_WHAT THIS TASK INVOLVES_
What lines in the data below mention the string "service"? Copy them out.

_RECORD EXCERPTS_
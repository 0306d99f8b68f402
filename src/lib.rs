// Copyright 2022 TiKV Project Authors. Licensed under Apache-2.0.

//! Advances the global checkpoint of continuous log backup tasks.
//!
//! Storage nodes flush their buffered log per region and report a "last
//! flushed ts" for each. A restore is only safe up to the minimum of those
//! over all regions of the task's key ranges. This crate hosts the control
//! loop that computes and publishes that minimum: it watches the task set in
//! the meta service, collects per-region flush timestamps (by polling the
//! stores or by subscribing to their push streams), folds them into an
//! interval map over the task's key space, and writes the resulting global
//! checkpoint and service GC safe point back. At most one instance holds the
//! advancing duty at a time, gated by an election over the meta service.

#[macro_use]
extern crate slog;
#[macro_use]
extern crate slog_scope;

pub mod advancer;
pub mod collector;
pub mod config;
pub mod env;
pub mod errors;
pub mod metadata;
pub mod metrics;
pub mod owner;
pub mod spans;
pub mod subscription;
pub mod types;
pub mod utils;

pub use advancer::CheckpointAdvancer;
pub use collector::{ClusterCollector, CollectResult};
pub use config::Config;
pub use env::AdvancerEnv;
pub use owner::{EtcdOwnerManager, ManualOwner, OwnerDaemon, OwnerManager, TickingDaemon};
pub use subscription::{FlushSubscriber, MergeSink};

_PROBLEM SOLUTION_
//! the meta service, collects per-region flush timestamps (by polling the
//! checkpoint and service GC safe point back. At most one instance holds the
//! advancing duty at a time, gated by an election over the meta service.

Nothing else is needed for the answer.